Si, au lieu de couper, l'homme, intelligemment, incline, ce changement de position, de la verticale vers l'oblique, aura pour effet de freiner l'ascension de la sève vers les extrémités, au profit des yeux de la base ; il n'y aura donc ni déséquilibre, ni dénudement, ni perte de sève, mais bien son égale répartition : pas une once n'en sera perdue.
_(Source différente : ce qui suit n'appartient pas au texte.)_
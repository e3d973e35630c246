//! WebSocket forwarding
//!
//! Replays the client's upgrade handshake against the upstream endpoint
//! (TLS or plaintext per its flag), and once both sides have confirmed the
//! upgrade, hijacks the client connection and copies raw frames in both
//! directions until the pair drains. A half-close on either side propagates
//! to the other.

use std::net::SocketAddr;
use std::sync::Arc;

use hyper::header::{HeaderValue, CONNECTION, UPGRADE};
use hyper::{Request, Response, StatusCode};
use hyper_util::rt::TokioIo;
use rustls::pki_types::ServerName as PkiServerName;
use rustls::RootCertStore;
use tokio::io::{AsyncRead, AsyncWrite};
use tokio::net::TcpStream;
use tokio_rustls::TlsConnector;
use tracing::{debug, warn};

use crate::backend::{Endpoint, TlsFlag};
use crate::error::{GatewayError, Result};
use crate::proxy::{
    add_forwarding_headers, empty_body, incoming_body, strip_hop_by_hop, ProxyBody, DIAL_TIMEOUT,
};

/// Whether a request is asking for a WebSocket upgrade.
pub fn is_websocket_upgrade<B>(req: &Request<B>) -> bool {
    let connection_has_upgrade = req
        .headers()
        .get(CONNECTION)
        .and_then(|v| v.to_str().ok())
        .map(|v| {
            v.split(',')
                .any(|token| token.trim().eq_ignore_ascii_case("upgrade"))
        })
        .unwrap_or(false);

    let upgrade_is_websocket = req
        .headers()
        .get(UPGRADE)
        .and_then(|v| v.to_str().ok())
        .map(|v| v.eq_ignore_ascii_case("websocket"))
        .unwrap_or(false);

    connection_has_upgrade && upgrade_is_websocket
}

/// Build the handshake request replayed to the upstream.
///
/// Hop-by-hop headers are stripped and then the upgrade pair is
/// re-established; `Sec-WebSocket-*` headers and `Host` pass through
/// untouched.
fn build_upstream_request<B>(
    req: &Request<B>,
    client_addr: SocketAddr,
) -> Result<Request<ProxyBody>> {
    let path = req
        .uri()
        .path_and_query()
        .map(|pq| pq.as_str())
        .unwrap_or("/");

    let mut upstream = Request::builder()
        .method(req.method())
        .uri(path)
        .body(empty_body())
        .map_err(|e| GatewayError::UpstreamProtocol(format!("failed to build request: {}", e)))?;

    *upstream.headers_mut() = req.headers().clone();
    strip_hop_by_hop(upstream.headers_mut());
    add_forwarding_headers(upstream.headers_mut(), client_addr, "https");
    upstream
        .headers_mut()
        .insert(CONNECTION, HeaderValue::from_static("Upgrade"));
    upstream
        .headers_mut()
        .insert(UPGRADE, HeaderValue::from_static("websocket"));

    Ok(upstream)
}

/// WebSocket forwarder with secure and insecure TLS dialers.
pub struct WebSocketProxy {
    secure_tls: TlsConnector,
    insecure_tls: TlsConnector,
}

impl WebSocketProxy {
    pub fn new(roots: &RootCertStore) -> anyhow::Result<WebSocketProxy> {
        let secure = crate::tls::upstream_client_config(roots, true)?;
        let insecure = crate::tls::upstream_client_config(roots, false)?;
        Ok(WebSocketProxy {
            secure_tls: TlsConnector::from(Arc::new(secure)),
            insecure_tls: TlsConnector::from(Arc::new(insecure)),
        })
    }

    /// Upgrade the client, dial the upstream, and splice the two together.
    pub async fn forward(
        &self,
        mut req: Request<ProxyBody>,
        endpoint: &Endpoint,
        client_addr: SocketAddr,
    ) -> Result<Response<ProxyBody>> {
        if !is_websocket_upgrade(&req) {
            return Err(GatewayError::ClientProtocol(
                "not a websocket upgrade request".to_string(),
            ));
        }

        debug!(
            upstream = %endpoint.address,
            scheme = endpoint.scheme(true),
            "dialling websocket upstream"
        );

        let tcp = tokio::time::timeout(DIAL_TIMEOUT, TcpStream::connect(&endpoint.address))
            .await
            .map_err(|_| GatewayError::UpstreamDial {
                address: endpoint.address.clone(),
                reason: "dial timeout".to_string(),
            })?
            .map_err(|e| GatewayError::UpstreamDial {
                address: endpoint.address.clone(),
                reason: e.to_string(),
            })?;

        let io: Box<dyn Io> = if endpoint.is_tls() {
            let host = endpoint
                .address
                .rsplit_once(':')
                .map(|(host, _)| host)
                .unwrap_or(&endpoint.address);
            let server_name = PkiServerName::try_from(host.to_string()).map_err(|e| {
                GatewayError::UpstreamDial {
                    address: endpoint.address.clone(),
                    reason: format!("invalid TLS server name: {}", e),
                }
            })?;

            let connector = match endpoint.tls {
                TlsFlag::SkipVerify => &self.insecure_tls,
                _ => &self.secure_tls,
            };
            let tls = connector.connect(server_name, tcp).await.map_err(|e| {
                GatewayError::UpstreamDial {
                    address: endpoint.address.clone(),
                    reason: format!("TLS handshake failed: {}", e),
                }
            })?;
            Box::new(tls)
        } else {
            Box::new(tcp)
        };

        let (mut sender, conn) = hyper::client::conn::http1::handshake(TokioIo::new(io))
            .await
            .map_err(|e| GatewayError::UpstreamProtocol(format!("handshake failed: {}", e)))?;

        tokio::spawn(async move {
            if let Err(e) = conn.with_upgrades().await {
                debug!("upstream websocket connection closed: {}", e);
            }
        });

        let upstream_req = build_upstream_request(&req, client_addr)?;
        let mut upstream_resp = sender
            .send_request(upstream_req)
            .await
            .map_err(|e| GatewayError::UpstreamProtocol(format!("upgrade request failed: {}", e)))?;

        if upstream_resp.status() != StatusCode::SWITCHING_PROTOCOLS {
            warn!(
                upstream = %endpoint.address,
                status = %upstream_resp.status(),
                "upstream refused websocket upgrade"
            );
            return Ok(upstream_resp.map(incoming_body));
        }

        // Both sides agreed; park the upgrade futures and splice once they
        // resolve. The client future completes after this 101 is written.
        let client_upgrade = hyper::upgrade::on(&mut req);
        let upstream_upgrade = hyper::upgrade::on(&mut upstream_resp);

        let mut response = Response::builder()
            .status(StatusCode::SWITCHING_PROTOCOLS)
            .body(empty_body())
            .map_err(|e| GatewayError::UpstreamProtocol(format!("failed to build response: {}", e)))?;
        *response.headers_mut() = upstream_resp.headers().clone();

        let upstream_address = endpoint.address.clone();
        tokio::spawn(async move {
            let client_io = match client_upgrade.await {
                Ok(upgraded) => upgraded,
                Err(e) => {
                    warn!("client websocket upgrade failed: {}", e);
                    return;
                }
            };
            let upstream_io = match upstream_upgrade.await {
                Ok(upgraded) => upgraded,
                Err(e) => {
                    warn!("upstream websocket upgrade failed: {}", e);
                    return;
                }
            };

            let mut client_io = TokioIo::new(client_io);
            let mut upstream_io = TokioIo::new(upstream_io);

            match tokio::io::copy_bidirectional(&mut client_io, &mut upstream_io).await {
                Ok((from_client, from_upstream)) => {
                    debug!(
                        upstream = %upstream_address,
                        from_client,
                        from_upstream,
                        "websocket session closed"
                    );
                }
                Err(e) => {
                    debug!(upstream = %upstream_address, "websocket copy ended: {}", e);
                }
            }
        });

        Ok(response)
    }
}

trait Io: AsyncRead + AsyncWrite + Unpin + Send {}
impl<T: AsyncRead + AsyncWrite + Unpin + Send> Io for T {}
Ne vaut-il pas mieux la réserver pour l'extension de la charpente et les fruits qui bientôt y naîtront ? (fig. 28 et 29.)

C'est pourquoi, dans notre Méthode, au lieu de le couper, on incline le rameau par étapes, (voir ici), jusqu'à ce qu'il forme, s'il est vigoureux, une oblique voisine de 30 degrés sur l'horizontale (fig. 30).

Dans cette position, le courant du fluide nourricier monte et descend lentement. Sur ce parcours, il abandonnera à chacun des yeux échelonnés sur la branche la quantité de sève voulue, ni trop ni trop peu, juste ce qui est nécessaire pour les transformer en boutons (fig. 31) ; et d'autant mieux qu'à ce rameau, on aura conservé le régulateur suprême, qui préside à leur évolution : l'œil terminal. Celui-ci sert en quelque sorte d'échanson préposé à l'exacte répartition de la sève, particulièrement attentif à ce que les yeux situés à la naissance de la branche aient au festin une part qui leur permette d'évoluer tous suffisamment : admirable dosage naturel qui, la longue vie de l'arbre durant, y maintiendra, sur des coursonnes solides, qui se conserveront d'elles-mêmes très courtes, une fructification constante. Ceci vaut quelle que soit l'espèce fruitière ; en douter serait montrer qu'on n'a pas expérimenté encore la souplesse d'une conduite basée sur la mobilité des obliques. (voir ici).

Pourquoi Sylas Faugier, l'éminent praticien de la vallée ardéchoise de l'Eyrieux, a-t-il choisi lui aussi, après cinquante années de tâtonnements et de recherches, la position oblique de 30 degrés pour la facile et rapide mise à fruits de ses pêchers ? Se serait-il trompé ? Nous voilà donc en bonne compagnie[1] !

On peut dire des branches inclinées qu'elles se trouvent en position de fructification, fructification à laquelle les prédisposera d'ailleurs leur aoûtement plus rapide.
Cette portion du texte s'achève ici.